In a mouse model of type 2 diabetes, daily tiny injections of the peptide humanin lowered the amount of protein leaking into the urine (a sign of kidney damage) and changed key signaling proteins in the kidney. The study suggests humanin might protect diabetic kidneys, but it was only tested in mice, not people, and the exact human dose is unknown.

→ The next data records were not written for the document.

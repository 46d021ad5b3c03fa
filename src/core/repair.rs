//! Orphan config repair.
//!
//! Configs recorded before kits existed, or whose kit was deleted, reference a
//! motorcycle but no kit. These procedures bind them to a kit of that
//! motorcycle. Both only touch configs whose kit id is unset, so re-running
//! them repairs nothing further.

use crate::{
    core::kit::{self, require_kit},
    entities::{TuningConfig, tuning_config},
    errors::Result,
};
use sea_orm::{QueryOrder, TransactionTrait, prelude::*, sea_query::Expr};
use serde::Serialize;
use std::collections::BTreeMap;
use tracing::{debug, info, instrument};

/// Outcome of [`repair_orphan_configs_for_kit`].
#[derive(Debug, Clone, Copy, Default, PartialEq, Eq, Serialize)]
pub struct OrphanRepair {
    /// Configs bound to the kit by this run
    pub repaired: u64,
}

/// Outcome of [`migrate_user_configs_to_default_kit`].
#[derive(Debug, Clone, Copy, Default, PartialEq, Eq, Serialize)]
pub struct UserMigration {
    /// Configs bound to a kit by this run
    pub migrated_count: u64,
    /// Configs of the user that had no kit before the run
    pub total_without_kit: u64,
}

/// Binds every kit-less config of the kit's motorcycle to this kit.
///
/// Only a default kit may claim orphans; for any other kit nothing changes.
#[instrument(skip(db))]
pub async fn repair_orphan_configs_for_kit(
    db: &DatabaseConnection,
    kit_id: i64,
) -> Result<OrphanRepair> {
    let kit = require_kit(db, kit_id).await?;
    if !kit.is_default {
        debug!("Kit {} is not the default, leaving orphans alone", kit_id);
        return Ok(OrphanRepair::default());
    }

    let repaired = TuningConfig::update_many()
        .col_expr(tuning_config::Column::SuspensionKitId, Expr::value(kit_id))
        .filter(tuning_config::Column::MotorcycleId.eq(kit.motorcycle_id))
        .filter(tuning_config::Column::SuspensionKitId.is_null())
        .exec(db)
        .await?
        .rows_affected;

    if repaired > 0 {
        info!(
            "Bound {} orphan config(s) of motorcycle {} to kit {}",
            repaired, kit.motorcycle_id, kit_id
        );
    }
    Ok(OrphanRepair { repaired })
}

/// Binds each of a user's kit-less configs to its motorcycle's default kit, or
/// to the newest kit when there is no default. Configs of motorcycles without
/// kits stay orphaned.
#[instrument(skip(db))]
pub async fn migrate_user_configs_to_default_kit(
    db: &DatabaseConnection,
    user_id: &str,
) -> Result<UserMigration> {
    let txn = db.begin().await?;

    let orphans = TuningConfig::find()
        .filter(tuning_config::Column::UserId.eq(user_id))
        .filter(tuning_config::Column::SuspensionKitId.is_null())
        .order_by_asc(tuning_config::Column::Id)
        .all(&txn)
        .await?;

    let mut by_motorcycle: BTreeMap<i64, Vec<i64>> = BTreeMap::new();
    for config in &orphans {
        by_motorcycle
            .entry(config.motorcycle_id)
            .or_default()
            .push(config.id);
    }

    let mut migrated_count = 0;
    for (motorcycle_id, config_ids) in by_motorcycle {
        let kits = kit::get_kits_for_motorcycle(&txn, motorcycle_id).await?;
        let Some(target) = kits.iter().find(|k| k.is_default).or_else(|| kits.first()) else {
            debug!(
                "Motorcycle {} has no kits, {} config(s) stay orphaned",
                motorcycle_id,
                config_ids.len()
            );
            continue;
        };

        migrated_count += TuningConfig::update_many()
            .col_expr(tuning_config::Column::SuspensionKitId, Expr::value(target.id))
            .filter(tuning_config::Column::Id.is_in(config_ids))
            .filter(tuning_config::Column::SuspensionKitId.is_null())
            .exec(&txn)
            .await?
            .rows_affected;
    }

    txn.commit().await?;
    let summary = UserMigration {
        migrated_count,
        total_without_kit: orphans.len() as u64,
    };
    info!(
        "Migrated {} of {} kit-less config(s) for user {}",
        summary.migrated_count, summary.total_without_kit, user_id
    );
    Ok(summary)
}

#[cfg(test)]
mod tests {
    #![allow(clippy::unwrap_used)]
    use super::*;
    use crate::core::tuning::get_config_by_id;
    use crate::errors::Error;
    use crate::test_utils::*;

    async fn kit_of(db: &DatabaseConnection, config_id: i64) -> Result<Option<i64>> {
        Ok(get_config_by_id(db, config_id)
            .await?
            .unwrap()
            .suspension_kit_id)
    }

    #[tokio::test]
    async fn test_default_kit_claims_orphans() -> Result<()> {
        let db = setup_test_db().await?;
        let (moto, standard) = create_test_motorcycle(&db).await?;
        let a = insert_orphan_config(&db, "test_user", moto.id).await?;
        let b = insert_orphan_config(&db, "other_user", moto.id).await?;

        let repair = repair_orphan_configs_for_kit(&db, standard.id).await?;
        assert_eq!(repair.repaired, 2);
        for id in [a.id, b.id] {
            let config = get_config_by_id(&db, id).await?.unwrap();
            assert_eq!(config.suspension_kit_id, Some(standard.id));
        }

        let again = repair_orphan_configs_for_kit(&db, standard.id).await?;
        assert_eq!(again.repaired, 0);
        Ok(())
    }

    #[tokio::test]
    async fn test_non_default_kit_does_not_claim_orphans() -> Result<()> {
        let db = setup_test_db().await?;
        let (moto, _) = create_test_motorcycle(&db).await?;
        let track = create_test_kit(&db, moto.id, "Track", false).await?;
        let orphan = insert_orphan_config(&db, "test_user", moto.id).await?;

        let repair = repair_orphan_configs_for_kit(&db, track.id).await?;
        assert_eq!(repair.repaired, 0);
        let config = get_config_by_id(&db, orphan.id).await?.unwrap();
        assert_eq!(config.suspension_kit_id, None);
        Ok(())
    }

    #[tokio::test]
    async fn test_repair_only_touches_own_motorcycle() -> Result<()> {
        let db = setup_test_db().await?;
        let (moto, standard) = create_test_motorcycle(&db).await?;
        let (other, _) = create_test_motorcycle(&db).await?;
        let foreign = insert_orphan_config(&db, "test_user", other.id).await?;
        insert_orphan_config(&db, "test_user", moto.id).await?;

        assert_eq!(repair_orphan_configs_for_kit(&db, standard.id).await?.repaired, 1);
        let untouched = get_config_by_id(&db, foreign.id).await?.unwrap();
        assert_eq!(untouched.suspension_kit_id, None);

        let missing = repair_orphan_configs_for_kit(&db, 999).await;
        assert!(matches!(missing, Err(Error::KitNotFound { id: 999 })));
        Ok(())
    }

    #[tokio::test]
    async fn test_migrate_user_configs() -> Result<()> {
        let db = setup_test_db().await?;

        // Motorcycle with a default kit
        let (with_default, standard) = create_test_motorcycle(&db).await?;
        create_test_kit(&db, with_default.id, "Track", false).await?;
        let a = insert_orphan_config(&db, "rider", with_default.id).await?;

        // Motorcycle with kits but no default
        let no_default = insert_bare_motorcycle(&db, "rider").await?;
        insert_raw_kit(&db, no_default.id, "Old", false, at_minute(1)).await?;
        let newest = insert_raw_kit(&db, no_default.id, "New", false, at_minute(2)).await?;
        let b = insert_orphan_config(&db, "rider", no_default.id).await?;

        // Motorcycle without kits
        let kitless = insert_bare_motorcycle(&db, "rider").await?;
        let c = insert_orphan_config(&db, "rider", kitless.id).await?;

        // Someone else's orphan is ignored
        let foreign = insert_orphan_config(&db, "someone_else", with_default.id).await?;

        let migration = migrate_user_configs_to_default_kit(&db, "rider").await?;
        assert_eq!(migration.total_without_kit, 3);
        assert_eq!(migration.migrated_count, 2);

        assert_eq!(kit_of(&db, a.id).await?, Some(standard.id));
        assert_eq!(kit_of(&db, b.id).await?, Some(newest.id));
        assert_eq!(kit_of(&db, c.id).await?, None);
        assert_eq!(kit_of(&db, foreign.id).await?, None);

        let again = migrate_user_configs_to_default_kit(&db, "rider").await?;
        assert_eq!(again.total_without_kit, 1);
        assert_eq!(again.migrated_count, 0);
        Ok(())
    }
}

Sixteen-week-old db/db mice exhibit significantly elevated blood glucose and albuminuria. Kidney mesangial cell matrix expansion and collagen IV synthesis correlate with disease progression, but the underlying mechanism is unclear. Adaptive biochemical datasets were generated in cultured 293 kidney cells and in db/db mice. In animals receiving daily subcutaneous bolus injections (weeks 8-13) of 20 microg/day humanin or 40 microg/day protein kinase C (NPKC) (a PKC-beta2 inhibitor peptide), there was a significant reduction in albuminuria, insulin receptor substrate 2 (IRS-2) and phospho-Akt (Ser473) levels in kidney tissue extracts (p < 0.05 in all cases). Elevated IRS-2 (not IRS-1), altered Akt1 and selective phosphorylation of p-Akt/Ser473 and p-IRS-1/Ser307 (but not p-Akt/Thr308 or p-IRS-2/Ser731) are correlates of the receptor for advanced glycated end product activation and are linked to albuminuria in vivo, whereas in P38 peptide-treated animals, collagen IV synthesis can be uncoupled from albuminuria altogether. Taken together, our results suggest that elevated IRS-2 and altered Akt phosphorylation may be more closely tied to the cause of diabetic kidney disease in db/db mice than mesangial matrix expansion per se, though both may originate from elevated circulatory glucose, and mesangial matrix expansion may independently exacerbate kidney dysfunction.